This is a very simple problem, given a number, we need to find the number of ways to reach it using increments of 1 and 2, given consecutive 1s not allowed.

Go through these two problems first to get the complete idea:

Consider this example to understand the problem clearly:

4
4 can be arrived as:
2+2
1+2+1
1+1+2 (not allowed)

5
5 can be arrived as:
2+2+1
1+2+2
2+1+2
1+2+1+1 (not allowed)

From the example the number of ways to reach 4 and 5 with elimination of possible solutions with consecutive 1s is 2 and 3 respectively.

The solution is actually the same of the previous one(consecutive 2s not allowed) with minor changes. Only dynamic programming approach is given here as the brute force approach is the same as the dynamic one without the memorisation table.

Go through the above article which we have covered in detail.

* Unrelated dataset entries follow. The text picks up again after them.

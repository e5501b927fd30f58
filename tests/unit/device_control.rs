//! Unit tests for identification, reset and boot control

use crate::common::{MockDelay, create_mock_driver};
use lps22ch::registers::CTRL_REG2;
use lps22ch::{Error, WHO_AM_I_VALUE};

#[test]
fn test_new_does_not_touch_the_bus() {
    let (_driver, interface) = create_mock_driver();
    assert!(interface.operations().is_empty());
}

#[test]
fn test_device_id() {
    let (mut driver, _interface) = create_mock_driver();

    assert_eq!(driver.device_id().unwrap(), WHO_AM_I_VALUE);
    assert!(driver.verify_device_id().is_ok());
}

#[test]
fn test_verify_device_id_rejects_other_parts() {
    let (mut driver, interface) = create_mock_driver();

    // LPS22HB answers 0xB1
    interface.set_who_am_i(0xB1);
    assert_eq!(driver.verify_device_id(), Err(Error::InvalidDevice(0xB1)));
}

#[test]
fn test_set_reset_writes_swreset_bit() {
    let (mut driver, interface) = create_mock_driver();
    interface.clear_operations();

    driver.set_reset(true).unwrap();

    assert_eq!(interface.writes(), vec![(CTRL_REG2, vec![0x14])]);
    // Self-clearing on the simulated device
    assert!(!driver.reset().unwrap());
}

#[test]
fn test_software_reset_completes() {
    let (mut driver, _interface) = create_mock_driver();
    let mut delay = MockDelay::default();

    driver.software_reset(&mut delay).unwrap();
    assert_eq!(delay.elapsed_ms, 1);
}

#[test]
fn test_software_reset_times_out() {
    let (mut driver, interface) = create_mock_driver();
    let mut delay = MockDelay::default();

    interface.set_stuck_reset(true);

    assert_eq!(driver.software_reset(&mut delay), Err(Error::Timeout));
    assert_eq!(delay.elapsed_ms, 10);
    assert!(driver.reset().unwrap());
}

#[test]
fn test_auto_increment() {
    let (mut driver, interface) = create_mock_driver();

    assert!(driver.auto_increment().unwrap());
    driver.set_auto_increment(false).unwrap();
    assert_eq!(interface.get_register(CTRL_REG2), 0x00);
    assert!(!driver.auto_increment().unwrap());
}

#[test]
fn test_boot() {
    let (mut driver, interface) = create_mock_driver();

    interface.set_stuck_reset(true);
    driver.set_boot(true).unwrap();
    assert!(driver.boot().unwrap());
    assert_eq!(interface.get_register(CTRL_REG2), 0x90);

    driver.set_boot(false).unwrap();
    assert!(!driver.boot().unwrap());
}

#[test]
fn test_block_data_update() {
    let (mut driver, _interface) = create_mock_driver();

    assert!(!driver.block_data_update().unwrap());
    driver.set_block_data_update(true).unwrap();
    assert!(driver.block_data_update().unwrap());
}

#[test]
fn test_release_returns_interface() {
    let (driver, interface) = create_mock_driver();

    let released = driver.release();
    released.set_register(0x00, 0xAA);
    assert_eq!(interface.get_register(0x00), 0xAA);
}
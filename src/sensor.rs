//! Output data rate, filtering and unit conversion
//!
//! The LPS22CH produces a 24-bit pressure sample (4096 LSB/hPa) and a 16-bit
//! temperature sample (100 LSB/°C). Samples are stored least significant byte
//! first in consecutive registers.
//!
//! # Example
//!
//! ```ignore
//! # use lps22ch::{Lps22ch, DataRate};
//! # let mut sensor: Lps22ch<_> = todo!();
//! sensor.set_block_data_update(true)?;
//! sensor.set_data_rate(DataRate::Hz10LowNoise)?;
//!
//! if sensor.pressure_data_ready()? {
//!     let hpa = sensor.read_pressure_hpa()?;
//! }
//! # Ok::<(), lps22ch::Error<()>>(())
//! ```

use crate::registers::{Field, FieldValue, fields};

/// Counts per hPa of the pressure value returned by
/// [`Lps22ch::pressure_raw`](crate::Lps22ch::pressure_raw)
///
/// The device resolution is 4096 LSB/hPa; the raw value carries an extra
/// 8-bit left shift, giving 2^20.
pub const PRESSURE_LSB_PER_HPA: f32 = 1_048_576.0;

/// Counts per degree Celsius of the temperature output
pub const TEMPERATURE_LSB_PER_CELSIUS: f32 = 100.0;

/// Output data rate and acquisition mode
///
/// The discriminant packs the three register bits that select the mode:
/// `LOW_NOISE_EN << 4 | ONE_SHOT << 3 | ODR`. `ODR` lives in `CTRL_REG1`,
/// the other two in `CTRL_REG2`.
#[derive(Debug, Default, Clone, Copy, PartialEq, Eq)]
#[cfg_attr(feature = "defmt", derive(defmt::Format))]
pub enum DataRate {
    /// Power-down, no acquisition
    #[default]
    PowerDown = 0x00,
    /// Single acquisition, then back to power-down
    OneShot = 0x08,
    /// 1 Hz, low current
    Hz1 = 0x01,
    /// 10 Hz, low current
    Hz10 = 0x02,
    /// 25 Hz, low current
    Hz25 = 0x03,
    /// 50 Hz, low current
    Hz50 = 0x04,
    /// 75 Hz, low current
    Hz75 = 0x05,
    /// 1 Hz, low noise
    Hz1LowNoise = 0x11,
    /// 10 Hz, low noise
    Hz10LowNoise = 0x12,
    /// 25 Hz, low noise
    Hz25LowNoise = 0x13,
    /// 50 Hz, low noise
    Hz50LowNoise = 0x14,
    /// 75 Hz, low noise
    Hz75LowNoise = 0x15,
    /// 100 Hz (low-noise mode not available)
    Hz100 = 0x06,
    /// 200 Hz (low-noise mode not available)
    Hz200 = 0x07,
}

impl DataRate {
    /// Composite code `LOW_NOISE_EN << 4 | ONE_SHOT << 3 | ODR`
    pub const fn bits(self) -> u8 {
        self as u8
    }

    /// Decode the composite code
    ///
    /// Codes outside the documented set (for example low-noise combined with
    /// 100 Hz) decode to [`DataRate::PowerDown`].
    pub const fn from_bits(bits: u8) -> Self {
        match bits {
            0x08 => Self::OneShot,
            0x01 => Self::Hz1,
            0x02 => Self::Hz10,
            0x03 => Self::Hz25,
            0x04 => Self::Hz50,
            0x05 => Self::Hz75,
            0x11 => Self::Hz1LowNoise,
            0x12 => Self::Hz10LowNoise,
            0x13 => Self::Hz25LowNoise,
            0x14 => Self::Hz50LowNoise,
            0x15 => Self::Hz75LowNoise,
            0x06 => Self::Hz100,
            0x07 => Self::Hz200,
            _ => Self::PowerDown,
        }
    }

    /// Build the composite code from the three register fields
    pub const fn compose(odr: u8, one_shot: bool, low_noise: bool) -> u8 {
        ((low_noise as u8) << 4) | ((one_shot as u8) << 3) | (odr & 0x07)
    }

    /// Value of the `CTRL_REG1.ODR` field
    pub const fn odr(self) -> u8 {
        self.bits() & 0x07
    }

    /// Value of the `CTRL_REG2.ONE_SHOT` bit
    pub const fn one_shot(self) -> bool {
        self.bits() & 0x08 != 0
    }

    /// Value of the `CTRL_REG2.LOW_NOISE_EN` bit
    pub const fn low_noise(self) -> bool {
        self.bits() & 0x10 != 0
    }

    /// Nominal rate in Hz (0 for power-down and one-shot)
    pub const fn rate_hz(self) -> f32 {
        match self.odr() {
            0x01 => 1.0,
            0x02 => 10.0,
            0x03 => 25.0,
            0x04 => 50.0,
            0x05 => 75.0,
            0x06 => 100.0,
            0x07 => 200.0,
            _ => 0.0,
        }
    }
}

/// Low-pass filter bandwidth on the pressure path
#[derive(Debug, Default, Clone, Copy, PartialEq, Eq)]
#[cfg_attr(feature = "defmt", derive(defmt::Format))]
pub enum LowPassBandwidth {
    /// Bandwidth ODR/2 (filter disabled)
    #[default]
    OdrDiv2 = 0,
    /// Bandwidth ODR/9
    OdrDiv9 = 2,
    /// Bandwidth ODR/20
    OdrDiv20 = 3,
}

impl FieldValue for LowPassBandwidth {
    const FIELD: Field = fields::LPFP_CFG;

    fn bits(self) -> u8 {
        self as u8
    }

    fn from_bits(bits: u8) -> Self {
        match bits {
            2 => Self::OdrDiv9,
            3 => Self::OdrDiv20,
            _ => Self::OdrDiv2,
        }
    }
}

/// Assemble a little-endian byte sequence into an unsigned value
///
/// `bytes[0]` is the least significant byte (lowest register address).
pub(crate) fn assemble_le(bytes: &[u8]) -> u32 {
    bytes
        .iter()
        .rev()
        .fold(0u32, |value, &byte| (value << 8) | u32::from(byte))
}

/// Pressure sample from the three output bytes (XL, L, H)
///
/// The 24-bit magnitude is shifted left by 8, so the low byte is always zero.
pub(crate) fn pressure_from_bytes(bytes: [u8; 3]) -> u32 {
    assemble_le(&bytes) << 8
}

/// Temperature sample from the two output bytes (L, H)
pub(crate) fn temperature_from_bytes(bytes: [u8; 2]) -> i16 {
    i16::from_le_bytes(bytes)
}

/// Convert a raw pressure value to hectopascal
#[must_use]
#[allow(clippy::cast_precision_loss)]
pub fn from_lsb_to_hpa(lsb: u32) -> f32 {
    lsb as f32 / PRESSURE_LSB_PER_HPA
}

/// Convert a raw temperature value to degrees Celsius
#[must_use]
pub fn from_lsb_to_celsius(lsb: i16) -> f32 {
    f32::from(lsb) / TEMPERATURE_LSB_PER_CELSIUS
}
//! FIFO buffer configuration and status
//!
//! The LPS22CH buffers up to 128 pressure/temperature samples. The FIFO mode
//! decides what happens when the buffer is full and whether an interrupt
//! event switches between modes (trigger modes).
//!
//! # Example
//!
//! ```ignore
//! # use lps22ch::{Lps22ch, FifoMode};
//! # let mut sensor: Lps22ch<_> = todo!();
//! sensor.set_fifo_watermark(32)?;
//! sensor.set_fifo_stop_on_watermark(true)?;
//! sensor.set_fifo_mode(FifoMode::Fifo)?;
//!
//! if sensor.fifo_watermark_flag()? {
//!     for _ in 0..sensor.fifo_data_level()? {
//!         let raw = sensor.fifo_pressure_raw()?;
//!     }
//! }
//! # Ok::<(), lps22ch::Error<()>>(())
//! ```

use crate::registers::{Field, FieldValue, fields};

/// FIFO depth in samples
pub const FIFO_DEPTH: u8 = 128;

/// FIFO operating mode (`FIFO_CTRL.TRIG_MODES | FIFO_MODE`)
#[derive(Debug, Default, Clone, Copy, PartialEq, Eq)]
#[cfg_attr(feature = "defmt", derive(defmt::Format))]
pub enum FifoMode {
    /// FIFO disabled, output registers updated directly
    #[default]
    Bypass = 0,
    /// Stop collecting when the FIFO is full
    Fifo = 1,
    /// Continuous mode, oldest samples are overwritten
    Stream = 2,
    /// Continuous mode with the watermark level as depth
    DynamicStream = 3,
    /// Bypass until an interrupt event, then FIFO
    BypassToFifo = 5,
    /// Bypass until an interrupt event, then stream
    BypassToStream = 6,
    /// Stream until an interrupt event, then FIFO
    StreamToFifo = 7,
}

impl FifoMode {
    /// Mode switches on an interrupt event
    pub const fn is_triggered(self) -> bool {
        (self as u8) & 0x04 != 0
    }
}

impl FieldValue for FifoMode {
    const FIELD: Field = fields::F_MODE;

    fn bits(self) -> u8 {
        self as u8
    }

    fn from_bits(bits: u8) -> Self {
        match bits {
            1 => Self::Fifo,
            2 => Self::Stream,
            3 => Self::DynamicStream,
            5 => Self::BypassToFifo,
            6 => Self::BypassToStream,
            7 => Self::StreamToFifo,
            _ => Self::Bypass,
        }
    }
}

/// FIFO flags (`FIFO_STATUS2`)
#[derive(Debug, Default, Clone, Copy, PartialEq, Eq)]
#[cfg_attr(feature = "defmt", derive(defmt::Format))]
pub struct FifoStatus {
    /// FIFO completely filled
    pub full: bool,
    /// At least one sample overwritten
    pub overrun: bool,
    /// Stored level is at or above the watermark
    pub watermark: bool,
}

impl FifoStatus {
    /// Decode a raw `FIFO_STATUS2` value
    pub const fn from_raw(raw: u8) -> Self {
        Self {
            full: raw & fields::FIFO_FULL_IA.mask != 0,
            overrun: raw & fields::FIFO_OVR_IA.mask != 0,
            watermark: raw & fields::FIFO_WTM_IA.mask != 0,
        }
    }

    /// Check if any FIFO flag is set
    pub const fn any_set(&self) -> bool {
        self.full || self.overrun || self.watermark
    }
}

In this article, we will see how we can change to solve our current problem: Number of ways to reach a number or a score in a game using increments of 1 and 2 (consecutive 1s are not allowed).

Dynamic Programming approach

Since the brute force algorithm couldn't handle the substructure problem very well, we are using a 2D array to store the intermediate results, to avoid calculating the same subproblem over and over.

Just the previous one, we will have a variable flag that has the information if we've previously used a 1 or no. Initialized to 0 which means we haven't used a 1 yet, in that case we use a 1 and change flag=1, simultaneously we use and 2, with flag value unchanged. count() takes 'n' which is the target number as the parameter and res is the answer.

if (flag == 0 && n > 0) 
        res = res + count(n - 1, 1) + count(n - 2, 0); 
  
else if(n > 0)
        res = res + count(n - 2, 0);

We use a dp[][] to store information about the states, i.e whether we've calculated that subproblem already or no. Therefore the array is initialized to -1, and its value gets updated based on the solution to the subproblem. And we calculate the solution to the subproblem only if it's value is -1, else we use the available information.

Implementation of dynamic approach

#include<iostream>
using namespace std;

int count(int n, int flag){
 
 if(dp[n][flag]!=-1)
   return dp[n][flag];
 
  if(n==0) return 1;
  int res=0;  
  if (flag == 0 && n > 0) 
        res = res + count(n - 1, 1) + count(n - 2, 0); 
  
else if(n > 0)
        res = res + count(n - 2, 0);  
 return dp[n][flag]=res;
}

int main(){
    int n=4;
    int dp[n+1][2];
    memeset(dp,-1,sizeof(dp));
    cout<<count(n,0);
}

Output

2

Changes made to this algorithm

The only change that is made here is the change of flag value. if we take one step, flag=1, if we take 2 steps at a time flag=0;